= Philogène Auguste Joseph Duponchel =

French soldier and entomologist

Philogène Auguste Joseph Duponchel (1774 – 10 January 1846) was a French soldier and entomologist.

==Life and career==
Philogène Auguste Joseph Duponchel was born in 1774 in Valenciennes, Nord, and died on 10 January 1846 in Paris. After studies in Douai, he joined the French Army when he was sixteen years old and took part in the campaigns of 1795 and 1796. Retiring from the army, he worked afterwards as a government administrator stationed in Paris.

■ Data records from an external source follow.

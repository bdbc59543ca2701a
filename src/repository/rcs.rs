//! RCS support. History comes from `rlog` (read with the CVS parser),
//! annotate from `blame` and content from `co -p`.

use std::path::{Path, PathBuf};
use std::sync::{Arc, LazyLock};

use regex::Regex;

use super::cvs::CvsLogParser;
use super::{RepoBase, Repository, RepositoryInfo, RepositoryKind, annotation_from_lines, file_name};
use crate::annotation::Annotation;
use crate::error::HistoryError;
use crate::executor::CommandEnv;
use crate::history::History;
use crate::parser::parse_bytes;

/// Same output shape as `cvs annotate`.
static BLAME_LINE: LazyLock<Regex> =
    LazyLock::new(|| Regex::new(r"^([\d.]+)\s+\((\S+)\s").expect("valid regex"));

pub fn is_repository_for(dir: &Path, _commands: &CommandEnv) -> bool {
    dir.join("RCS").is_dir()
}

/// The `,v` archive of `file`: `RCS/<name>,v`, or `<name>,v` beside it.
pub fn rcs_file(file: &Path) -> Option<PathBuf> {
    let parent = file.parent()?;
    let archive = format!("{},v", file_name(file));
    [parent.join("RCS").join(&archive), parent.join(&archive)]
        .into_iter()
        .find(|candidate| candidate.is_file())
}

#[derive(Debug)]
pub struct RcsRepository {
    base: RepoBase,
}

impl RcsRepository {
    pub fn new(directory: PathBuf, commands: Arc<CommandEnv>) -> Self {
        RcsRepository {
            base: RepoBase::new(directory, RepositoryKind::Rcs, commands),
        }
    }

    fn archive_for(&self, file: &Path) -> Result<PathBuf, HistoryError> {
        rcs_file(file).ok_or_else(|| HistoryError::InvalidPath(format!("{} has no RCS archive", file.display())))
    }
}

impl Repository for RcsRepository {
    fn info(&self) -> &RepositoryInfo {
        &self.base.info
    }

    fn commands(&self) -> &CommandEnv {
        &self.base.commands
    }

    fn has_history(&self, file: &Path) -> bool {
        rcs_file(file).is_some()
    }

    fn has_history_for_directories(&self) -> bool {
        false
    }

    fn history(&self, file: &Path) -> Result<History, HistoryError> {
        let archive = self.archive_for(file)?;
        let parent = file.parent().unwrap_or(self.base.dir());
        let output = self
            .base
            .cmd_in(parent)
            .arg(archive.to_string_lossy().into_owned())
            .run_checked()?;
        parse_bytes(&mut CvsLogParser::new(), &output)
    }

    fn content_at(&self, parent: &Path, basename: &str, revision: &str) -> Result<Vec<u8>, HistoryError> {
        let archive = self.archive_for(&parent.join(basename))?;
        self.base
            .commands
            .helper("co", "co", parent)
            .arg("-p")
            .arg(format!("-r{}", revision))
            .arg(archive.to_string_lossy().into_owned())
            .run_checked()
    }

    fn annotate(&self, file: &Path, revision: Option<&str>) -> Result<Annotation, HistoryError> {
        let parent = file.parent().unwrap_or(self.base.dir());
        let name = file_name(file);
        let mut cmd = self.base.commands.helper("blame", "blame", parent);
        if let Some(rev) = revision {
            cmd = cmd.arg(format!("-r{}", rev));
        }
        let output = cmd.arg(name.as_str()).run_checked()?;
        Ok(annotation_from_lines(&name, &output, |line| {
            let caps = BLAME_LINE.captures(line)?;
            Some((caps[1].to_string(), caps[2].to_string()))
        }))
    }
}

He was forced to retire again in 1816, aged 42 years, because of his opinions in favour of Napoleon Bonaparte. He then devoted himself to the study of insects.

After twelve years of effort, Duponchel finished in 1838 L’Histoire naturelle des lépidoptères de France, co-authored with Jean Baptiste Godart. This work consists of seventeen volumes (including twelve signed by Duponchel), 7600 coloured plates and 500 "boards" (which appear under the title Iconographie des Chenilles or Iconography of the Caterpillars). The volumes were published between 1832 and 1842, and within its pages the authors describe more than four thousand species of butterflies and moths.

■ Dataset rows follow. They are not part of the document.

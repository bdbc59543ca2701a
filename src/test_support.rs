//! In-memory [`Repository`] used by cache and guru tests.

use std::collections::HashMap;
use std::path::{Path, PathBuf};
use std::sync::atomic::{AtomicBool, AtomicUsize, Ordering};
use std::sync::{Arc, Mutex};

use chrono::{Duration, TimeZone, Utc};

use crate::annotation::Annotation;
use crate::error::HistoryError;
use crate::executor::CommandEnv;
use crate::history::{History, HistoryEntry};
use crate::repository::{RepoBase, Repository, RepositoryInfo, RepositoryKind, truncate_at_revision};

#[derive(Debug)]
pub(crate) struct FakeRepository {
    base: RepoBase,
    /// Head-first commits, each listing the files it touched.
    commits: Mutex<Vec<HistoryEntry>>,
    annotations: Mutex<HashMap<String, Annotation>>,
    working: AtomicBool,
    fail_incremental: AtomicBool,
    history_calls: AtomicUsize,
}

impl FakeRepository {
    /// A repository rooted at `dir`, which is canonicalized.
    pub fn new(dir: &Path) -> Self {
        FakeRepository {
            base: RepoBase::new(
                crate::canonical_or_normalized(dir),
                RepositoryKind::Git,
                Arc::new(CommandEnv::default()),
            ),
            commits: Mutex::new(Vec::new()),
            annotations: Mutex::new(HashMap::new()),
            working: AtomicBool::new(true),
            fail_incremental: AtomicBool::new(false),
            history_calls: AtomicUsize::new(0),
        }
    }

    pub fn remote(mut self) -> Self {
        self.base.info.remote = true;
        self
    }

    /// Record a new head commit touching `files` (repository relative).
    pub fn push_commit(&self, rev: &str, author: &str, message: &str, files: &[&str]) {
        let mut commits = self.commits.lock().unwrap();
        let when = Utc.with_ymd_and_hms(2020, 1, 1, 0, 0, 0).unwrap() + Duration::hours(commits.len() as i64);
        let mut entry = HistoryEntry::new(rev, Some(when), author).with_message(message);
        for f in files {
            entry.add_file(*f);
        }
        commits.insert(0, entry);
    }

    pub fn set_working(&self, working: bool) {
        self.working.store(working, Ordering::SeqCst);
    }

    pub fn set_fail_incremental(&self, fail: bool) {
        self.fail_incremental.store(fail, Ordering::SeqCst);
    }

    pub fn set_annotation(&self, rel: &str, annotation: Annotation) {
        self.annotations.lock().unwrap().insert(rel.to_string(), annotation);
    }

    /// Number of `history`/`history_since` invocations so far.
    pub fn history_calls(&self) -> usize {
        self.history_calls.load(Ordering::SeqCst)
    }
}

impl Repository for FakeRepository {
    fn info(&self) -> &RepositoryInfo {
        &self.base.info
    }

    fn commands(&self) -> &CommandEnv {
        &self.base.commands
    }

    fn is_working(&self) -> bool {
        self.working.load(Ordering::SeqCst)
    }

    fn has_history_for_directories(&self) -> bool {
        true
    }

    fn history(&self, file: &Path) -> Result<History, HistoryError> {
        self.history_calls.fetch_add(1, Ordering::SeqCst);
        let rel = self.base.relative(file)?;
        let entries = self
            .commits
            .lock()
            .unwrap()
            .iter()
            .filter(|e| e.files.iter().any(|f| crate::matches_path_prefix(f, &rel)))
            .cloned()
            .collect();
        Ok(History::from_entries(entries))
    }

    fn history_since(&self, file: &Path, since: Option<&str>) -> Result<History, HistoryError> {
        if since.is_some() && self.fail_incremental.load(Ordering::SeqCst) {
            self.history_calls.fetch_add(1, Ordering::SeqCst);
            return Err(HistoryError::IncrementalBoundary {
                expected: since.unwrap_or_default().to_string(),
                found: None,
            });
        }
        let full = self.history(file)?;
        match since {
            None => Ok(full),
            Some(rev) => truncate_at_revision(full, rev),
        }
    }

    fn content_at(&self, _parent: &Path, basename: &str, revision: &str) -> Result<Vec<u8>, HistoryError> {
        Ok(format!("{}@{}", basename, revision).into_bytes())
    }

    fn annotate(&self, file: &Path, _revision: Option<&str>) -> Result<Annotation, HistoryError> {
        let rel = self.base.relative(file)?;
        Ok(self
            .annotations
            .lock()
            .unwrap()
            .get(&rel)
            .cloned()
            .unwrap_or_else(|| Annotation::new(rel.as_str())))
    }
}

/// Create `rel` below `root` with some content, making parent directories.
pub(crate) fn touch(root: &Path, rel: &str) -> PathBuf {
    let path = root.join(rel);
    if let Some(parent) = path.parent() {
        std::fs::create_dir_all(parent).unwrap();
    }
    std::fs::write(&path, rel).unwrap();
    path
}
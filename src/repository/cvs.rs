//! CVS support via `cvs log`. The same parser reads `rlog` output for RCS.

use std::collections::HashMap;
use std::fs;
use std::path::{Path, PathBuf};
use std::sync::{Arc, LazyLock};

use regex::Regex;
use tracing::debug;

use super::{RepoBase, Repository, RepositoryInfo, RepositoryKind, annotation_from_lines, file_name};
use crate::annotation::Annotation;
use crate::error::HistoryError;
use crate::executor::CommandEnv;
use crate::history::History;
use crate::parser::{EntryAccumulator, LineParser, parse_bytes, parse_date_or_warn};

/// `date:` field of CVS 1.11 and RCS 5.7, e.g. `2008/01/02 12:34:56`.
pub const DATE_FORMAT: &str = "%Y/%m/%d %H:%M:%S";

/// Newer clients print ISO dates with an offset (`+0000` or RCS's `+00`).
const DATE_FORMATS: &[&str] = &[DATE_FORMAT, "%Y-%m-%d %H:%M:%S %z", "%Y-%m-%d %H:%M:%S%#z"];

const REVISION_SEPARATOR: &str = "----------------------------";
const FILE_SEPARATOR: &str =
    "=============================================================================";

/// `1.2          (alice    02-Jan-08): text`
static ANNOTATE_LINE: LazyLock<Regex> =
    LazyLock::new(|| Regex::new(r"^([\d.]+)\s+\((\S+)\s").expect("valid regex"));

pub fn is_repository_for(dir: &Path, _commands: &CommandEnv) -> bool {
    dir.join("CVS").join("Root").is_file()
}

// ─── Log parser ─────────────────────────────────────────────────────

#[derive(Clone, Copy, Debug, PartialEq, Eq)]
pub enum CvsLogState {
    /// File header, up to `symbolic names:`
    Names,
    /// Tab-indented `name: revision` lines
    Tag,
    /// Expecting `revision X`
    Revision,
    /// Expecting `date: ...; author: ...;`
    Metadata,
    Comment,
}

/// Parser for `cvs log` and `rlog`.
///
/// Symbolic names are collected per file and attached to the matching
/// revisions as tags.
#[derive(Debug, Default)]
pub struct CvsLogParser {
    tags: HashMap<String, Vec<String>>,
}

impl CvsLogParser {
    pub fn new() -> Self {
        Self::default()
    }

    fn metadata(line: &str, acc: &mut EntryAccumulator) {
        let Some(entry) = acc.current() else {
            return;
        };
        for field in line.split(';') {
            let Some((key, value)) = field.split_once(':') else {
                continue;
            };
            match key.trim() {
                "date" => entry.date = parse_date_or_warn(value, DATE_FORMATS, &entry.revision),
                "author" => entry.author = value.trim().to_string(),
                _ => {}
            }
        }
    }
}

impl LineParser for CvsLogParser {
    type State = CvsLogState;

    fn initial_state(&self) -> CvsLogState {
        CvsLogState::Names
    }

    fn step(&mut self, state: CvsLogState, line: &str, acc: &mut EntryAccumulator) -> CvsLogState {
        match state {
            CvsLogState::Names => {
                if line.starts_with("symbolic names:") {
                    self.tags.clear();
                    CvsLogState::Tag
                } else if line == REVISION_SEPARATOR {
                    CvsLogState::Revision
                } else {
                    state
                }
            }
            CvsLogState::Tag => {
                if let Some(tag) = line.strip_prefix('\t') {
                    if let Some((name, rev)) = tag.split_once(':') {
                        self.tags
                            .entry(rev.trim().to_string())
                            .or_default()
                            .push(name.trim().to_string());
                    }
                    state
                } else if line == REVISION_SEPARATOR {
                    CvsLogState::Revision
                } else {
                    // keyword substitution, total revisions, description
                    CvsLogState::Names
                }
            }
            CvsLogState::Revision => match line.strip_prefix("revision ") {
                Some(rest) => {
                    // `revision 1.3	locked by: alice;`
                    let rev = rest.split_whitespace().next().unwrap_or_default();
                    let entry = acc.begin(rev);
                    if let Some(names) = self.tags.get(rev) {
                        for name in names {
                            entry.add_tag(name);
                        }
                    }
                    CvsLogState::Metadata
                }
                None => state,
            },
            CvsLogState::Metadata => {
                if line.starts_with("date: ") {
                    Self::metadata(line, acc);
                    CvsLogState::Comment
                } else {
                    state
                }
            }
            CvsLogState::Comment => {
                if line == REVISION_SEPARATOR {
                    acc.finish_entry();
                    CvsLogState::Revision
                } else if line == FILE_SEPARATOR {
                    acc.finish_entry();
                    CvsLogState::Names
                } else {
                    if line.starts_with("branches:") {
                        return state;
                    }
                    if let Some(entry) = acc.current() {
                        entry.append_message(line);
                    }
                    state
                }
            }
        }
    }
}

// ─── Repository ─────────────────────────────────────────────────────

#[derive(Debug)]
pub struct CvsRepository {
    base: RepoBase,
}

/// Branch name from a `CVS/Tag` file (`Tbranch`); sticky dates and revisions are ignored.
fn read_branch(dir: &Path) -> Option<String> {
    let content = fs::read_to_string(dir.join("CVS").join("Tag")).ok()?;
    content
        .lines()
        .next()
        .and_then(|line| line.strip_prefix('T'))
        .map(|b| b.trim().to_string())
        .filter(|b| !b.is_empty())
}

impl CvsRepository {
    pub fn new(directory: PathBuf, commands: Arc<CommandEnv>) -> Self {
        let mut base = RepoBase::new(directory, RepositoryKind::Cvs, commands);
        base.info.branch = read_branch(&base.info.directory);
        base.info.parent = fs::read_to_string(base.info.directory.join("CVS").join("Root"))
            .ok()
            .map(|root| root.trim().to_string());
        CvsRepository { base }
    }

    pub fn branch(&self) -> Option<&str> {
        self.base.info.branch.as_deref()
    }
}

impl Repository for CvsRepository {
    fn info(&self) -> &RepositoryInfo {
        &self.base.info
    }

    fn commands(&self) -> &CommandEnv {
        &self.base.commands
    }

    fn has_history_for_directories(&self) -> bool {
        false
    }

    fn history(&self, file: &Path) -> Result<History, HistoryError> {
        let (cwd, target) = if file.is_dir() {
            (file, None)
        } else {
            (file.parent().unwrap_or(self.base.dir()), Some(file_name(file)))
        };
        let mut cmd = self.base.cmd_in(cwd).arg("log");
        cmd = match self.branch() {
            Some(branch) => cmd.arg(format!("-r1.1:{}", branch)),
            None => cmd.arg("-b"),
        };
        if let Some(target) = target {
            cmd = cmd.arg(target);
        }
        let output = cmd.run_checked()?;
        parse_bytes(&mut CvsLogParser::new(), &output)
    }

    fn content_at(&self, parent: &Path, basename: &str, revision: &str) -> Result<Vec<u8>, HistoryError> {
        self.base
            .cmd_in(parent)
            .args(["up", "-p", "-r", revision, basename])
            .run_checked()
    }

    fn annotate(&self, file: &Path, revision: Option<&str>) -> Result<Annotation, HistoryError> {
        let parent = file.parent().unwrap_or(self.base.dir());
        let name = file_name(file);
        let mut cmd = self.base.cmd_in(parent).arg("annotate");
        if let Some(rev) = revision.or(self.branch()) {
            cmd = cmd.args(["-r", rev]);
        }
        let output = cmd.arg(name.as_str()).run_checked()?;
        Ok(annotation_from_lines(&name, &output, |line| {
            let caps = ANNOTATE_LINE.captures(line)?;
            Some((caps[1].to_string(), caps[2].to_string()))
        }))
    }

    fn update(&self) -> Result<(), HistoryError> {
        debug!(repo = %self.base.dir().display(), "Updating CVS checkout");
        self.base.cmd().args(["update", "-dP"]).run_checked()?;
        Ok(())
    }
}

// ─── Tests ──────────────────────────────────────────────────────────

Duponchel was one of the founders of the Société Entomologique de France and was its first treasurer. He was a very close friend of Pierre François Marie Auguste Dejean, Auguste Duméril and Pierre André Latreille. He married Marie-Joseph-Désirée Ravet (d. July 1847) and had two sons. His son Charles-Edmond Duponchel (b. 7 April 1804), studied architecture and was an accountant first class at the Ministère de la Guerre, and his son Auguste (d. October 1846) was chief medical officer of l'Ecole polytechnique. Philogène Auguste is buried in the cemetery of Montparnasse.